In display module, as shown in Figure 1, printed circuit board (PCB) 1, flexible PCB 2, array base palte 3, liquid crystal layer (not shown) and to box substrate (not shown) is comprised; Wherein, array base palte 3 comprises viewing area and non-display area, printed circuit board (PCB) 1 is connected with array base palte 3 by flexible PCB 2, liquid crystal layer is arranged between box substrate and array base palte 3, and be provided with the peripheral circuit (not shown) controlling display module and carry out showing on the printed circuit board 1, such as, receive the various operational order assigned of user and realize the charge pump etc. that the control chip of function corresponding to this operation and generation put on gate drive signal grid line making TFT turn-on and turn-off.

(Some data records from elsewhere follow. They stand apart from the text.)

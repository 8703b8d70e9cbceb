use tokio::signal::unix::{signal, SignalKind};
use tokio_util::sync::CancellationToken;

/// Install a shutdown handler that listens for SIGTERM and SIGINT.
///
/// Returns a `CancellationToken` that is cancelled when either signal is
/// received, or when `parent` is cancelled. Claim loops, sweepers and stream
/// polls all watch this token.
pub fn install_shutdown_handler(parent: Option<CancellationToken>) -> CancellationToken {
    let token = parent.map(|p| p.child_token()).unwrap_or_default();
    let token_clone = token.clone();

    tokio::spawn(async move {
        let (mut sigterm, mut sigint) =
            match (signal(SignalKind::terminate()), signal(SignalKind::interrupt())) {
                (Ok(term), Ok(int)) => (term, int),
                (Err(e), _) | (_, Err(e)) => {
                    tracing::error!(error = %e, "Failed to install signal handlers");
                    return;
                }
            };

        tokio::select! {
            _ = sigterm.recv() => {
                tracing::info!("Received SIGTERM, initiating graceful shutdown");
            }
            _ = sigint.recv() => {
                tracing::info!("Received SIGINT, initiating graceful shutdown");
            }
            _ = token_clone.cancelled() => return,
        }

        token_clone.cancel();
    });

    token
}
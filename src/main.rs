use std::sync::Arc;
use std::time::Duration;

use clap::{Parser, ValueEnum};
use serde::Serialize;
use tracing_subscriber::EnvFilter;

use jobclaim::admin::AtomicProcessingSwitch;
use jobclaim::config::{ClaimConfig, CoordinatorConfig, ExecutorConfig, StreamConfig};
use jobclaim::node::Node;
use jobclaim::notify::TracingNotificationSink;
use jobclaim::scheduler::{lifecycle, ClaimStrategy, Job, JobState, ScanJobState, WorkItemState};
use jobclaim::shutdown::install_shutdown_handler;
use jobclaim::store::{InMemoryJobStore, JobStore};

#[derive(Parser, Debug)]
#[command(name = "jobclaim")]
#[command(version)]
#[command(about = "Cluster job claiming over a shared store with optimistic locking")]
#[command(propagate_version = true)]
struct Args {
    #[command(subcommand)]
    command: Commands,
}

#[derive(clap::Subcommand, Debug)]
enum Commands {
    /// Run cooperating instances in-process against one store and execute jobs
    Run(RunArgs),
}

// =============================================================================
// Run Arguments
// =============================================================================

#[derive(Parser, Debug)]
struct RunArgs {
    /// Number of instances competing for jobs
    #[arg(long, default_value = "3")]
    instances: usize,

    /// Shell command to submit as a job (repeatable)
    #[arg(long = "job", required = true)]
    jobs: Vec<String>,

    /// Owner recorded on submitted jobs
    #[arg(long, default_value = "cli")]
    owner: String,

    /// Job flavor to run
    #[arg(long, default_value = "scan")]
    flavor: Flavor,

    /// Give up waiting for jobs after this many seconds
    #[arg(long, default_value = "30")]
    timeout_secs: u64,

    // === Claim Options ===
    /// Failed claim attempts per tick before giving up
    #[arg(long, default_value = "5")]
    max_retries: u32,

    /// Upper bound of the random wait after a lost claim (ms)
    #[arg(long, default_value = "300")]
    max_backoff_ms: u64,

    /// Delay between claim ticks (ms)
    #[arg(long, default_value = "200")]
    tick_interval_ms: u64,

    /// Which ready job a tick picks
    #[arg(long, default_value = "oldest-first")]
    strategy: Strategy,

    /// Shell used to run jobs
    #[arg(long, default_value = "sh")]
    shell: String,

    /// Output format
    #[arg(long, short = 'o', default_value = "table")]
    output: OutputFormat,
}

#[derive(Debug, Clone, ValueEnum)]
enum OutputFormat {
    Table,
    Json,
}

#[derive(Debug, Clone, Copy, ValueEnum)]
enum Flavor {
    Scan,
    WorkItem,
}

#[derive(Debug, Clone, Copy, ValueEnum)]
enum Strategy {
    OldestFirst,
    OnePerOwner,
}

impl From<Strategy> for ClaimStrategy {
    fn from(s: Strategy) -> Self {
        match s {
            Strategy::OldestFirst => ClaimStrategy::OldestFirst,
            Strategy::OnePerOwner => ClaimStrategy::OnePerOwner,
        }
    }
}

// =============================================================================
// JSON Output Types
// =============================================================================

#[derive(Serialize)]
struct JobOutput {
    job_id: String,
    owner: String,
    state: String,
    result: String,
    output: String,
    error: String,
    started_at: Option<String>,
    ended_at: Option<String>,
}

impl JobOutput {
    fn from_job<S: JobState>(job: &Job<S>) -> Self {
        Self {
            job_id: job.id.to_string(),
            owner: job.owner.clone(),
            state: job.execution_state.to_string(),
            result: job.execution_result.to_string(),
            output: job.output_stream.clone(),
            error: job.error_stream.clone(),
            started_at: job.started_at.map(|t| t.to_rfc3339()),
            ended_at: job.ended_at.map(|t| t.to_rfc3339()),
        }
    }
}

#[derive(Serialize)]
struct RunOutput {
    instances: usize,
    jobs: Vec<JobOutput>,
    unfinished: usize,
}

// =============================================================================
// Cluster Run
// =============================================================================

async fn run_cluster<S: JobState>(args: RunArgs) -> Result<(), Box<dyn std::error::Error>> {
    let shutdown = install_shutdown_handler(None);
    let store = Arc::new(InMemoryJobStore::<S>::new());
    let switch = Arc::new(AtomicProcessingSwitch::default());
    let notifications = Arc::new(TracingNotificationSink);

    let claim = ClaimConfig {
        max_retries: args.max_retries,
        max_backoff_ms: args.max_backoff_ms,
        tick_interval_ms: args.tick_interval_ms,
        initial_delay_ms: 0,
        strategy: args.strategy.into(),
    };
    let executor = ExecutorConfig {
        shell: args.shell.clone(),
        ..Default::default()
    };

    let mut handles = Vec::with_capacity(args.instances);
    for i in 0..args.instances {
        let config = CoordinatorConfig::new(format!("instance-{}", i + 1))
            .with_claim(claim.clone())
            .with_stream(StreamConfig::default())
            .with_executor(executor.clone());
        let node = Arc::new(Node::new(
            config,
            store.clone(),
            notifications.clone(),
            switch.clone(),
            shutdown.child_token(),
        ));
        handles.push(tokio::spawn(async move {
            if let Err(e) = node.run().await {
                tracing::error!(error = %e, "Node failed");
            }
        }));
    }

    for command in &args.jobs {
        let job = store.create(Job::<S>::new(args.owner.clone(), command.clone())).await?;
        store
            .run_isolated(job.id, Box::new(lifecycle::approve::<S>))
            .await?;
        tracing::info!(job_id = %job.id, command = %command, "Job submitted");
    }

    let deadline = tokio::time::Instant::now() + Duration::from_secs(args.timeout_secs);
    let mut poll = tokio::time::interval(Duration::from_millis(100));
    loop {
        tokio::select! {
            _ = poll.tick() => {}
            _ = shutdown.cancelled() => break,
            _ = tokio::time::sleep_until(deadline) => {
                tracing::warn!(timeout_secs = args.timeout_secs, "Timed out waiting for jobs");
                break;
            }
        }
        let jobs = store.all_jobs().await;
        if jobs.iter().all(|j| j.is_terminal()) {
            break;
        }
    }

    shutdown.cancel();
    for handle in handles {
        if let Err(e) = handle.await {
            tracing::error!(error = %e, "Node task panicked");
        }
    }

    let jobs = store.all_jobs().await;
    let unfinished = jobs.iter().filter(|j| !j.is_terminal()).count();
    print_jobs(&args.output, args.instances, &jobs, unfinished)?;
    Ok(())
}

fn print_jobs<S: JobState>(
    output_format: &OutputFormat,
    instances: usize,
    jobs: &[Job<S>],
    unfinished: usize,
) -> Result<(), Box<dyn std::error::Error>> {
    match output_format {
        OutputFormat::Json => {
            let output = RunOutput {
                instances,
                jobs: jobs.iter().map(JobOutput::from_job).collect(),
                unfinished,
            };
            println!("{}", serde_json::to_string_pretty(&output)?);
        }
        OutputFormat::Table => {
            if jobs.is_empty() {
                println!("No jobs found.");
                return Ok(());
            }
            println!("{:<38} {:<18} {:<8} OUTPUT", "JOB ID", "STATE", "RESULT");
            println!("{}", "-".repeat(80));
            for job in jobs {
                let output = job.output_stream.trim_end().replace('\n', " | ");
                let output_display = if output.chars().count() > 30 {
                    format!("{}...", output.chars().take(27).collect::<String>())
                } else {
                    output
                };
                println!(
                    "{:<38} {:<18} {:<8} {}",
                    job.id,
                    job.execution_state.to_string(),
                    job.execution_result.to_string(),
                    output_display
                );
            }
            println!();
            println!("{} jobs on {} instances, {} unfinished", jobs.len(), instances, unfinished);
        }
    }
    Ok(())
}

#[tokio::main]
async fn main() -> Result<(), Box<dyn std::error::Error>> {
    let args = Args::parse();

    tracing_subscriber::fmt()
        .with_env_filter(
            EnvFilter::try_from_default_env().unwrap_or_else(|_| EnvFilter::new("info")),
        )
        .with_writer(std::io::stderr)
        .init();

    match args.command {
        Commands::Run(run_args) => match run_args.flavor {
            Flavor::Scan => run_cluster::<ScanJobState>(run_args).await?,
            Flavor::WorkItem => run_cluster::<WorkItemState>(run_args).await?,
        },
    }

    Ok(())
}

On array base palte 3, as shown in Figure 2, viewing area is provided with grid line 30 and data line 31, is limited with the pixel cell (not shown) connecting public pole com between grid line 30 and data line 31; Be provided with TFT32 in pixel cell, grid line 30 is connected with the grid G 1 of TFT32, and data line 31 is connected with the source S 1 of TFT32, and the drain D 1 of TFT32 connects the liquid crystal capacitance C in pixel cell respectively _lcone end and holding capacitor C _stone end; This liquid crystal capacitance C _lcthe other end and holding capacitor C _stthe other end be connected to public pole com respectively; For a pixel cell, between the source S 1 and drain D 1 of grid line 30 and TFT32, be formed with stray capacitance C _gsand C _gd, in the embodiment of the present invention, the stray capacitance of a TFT contains C _gsand C _gdtwo electric capacity, stray capacitance C _grefer to the summation of the stray capacitance of all TFT that a grid line connects; Gate driver circuit is connected with grid line 30, exports gate drive signal to grid line 30, this gate drive signal for inputting the grid G 1 of TFT32, with the turn-on and turn-off of control TFT32.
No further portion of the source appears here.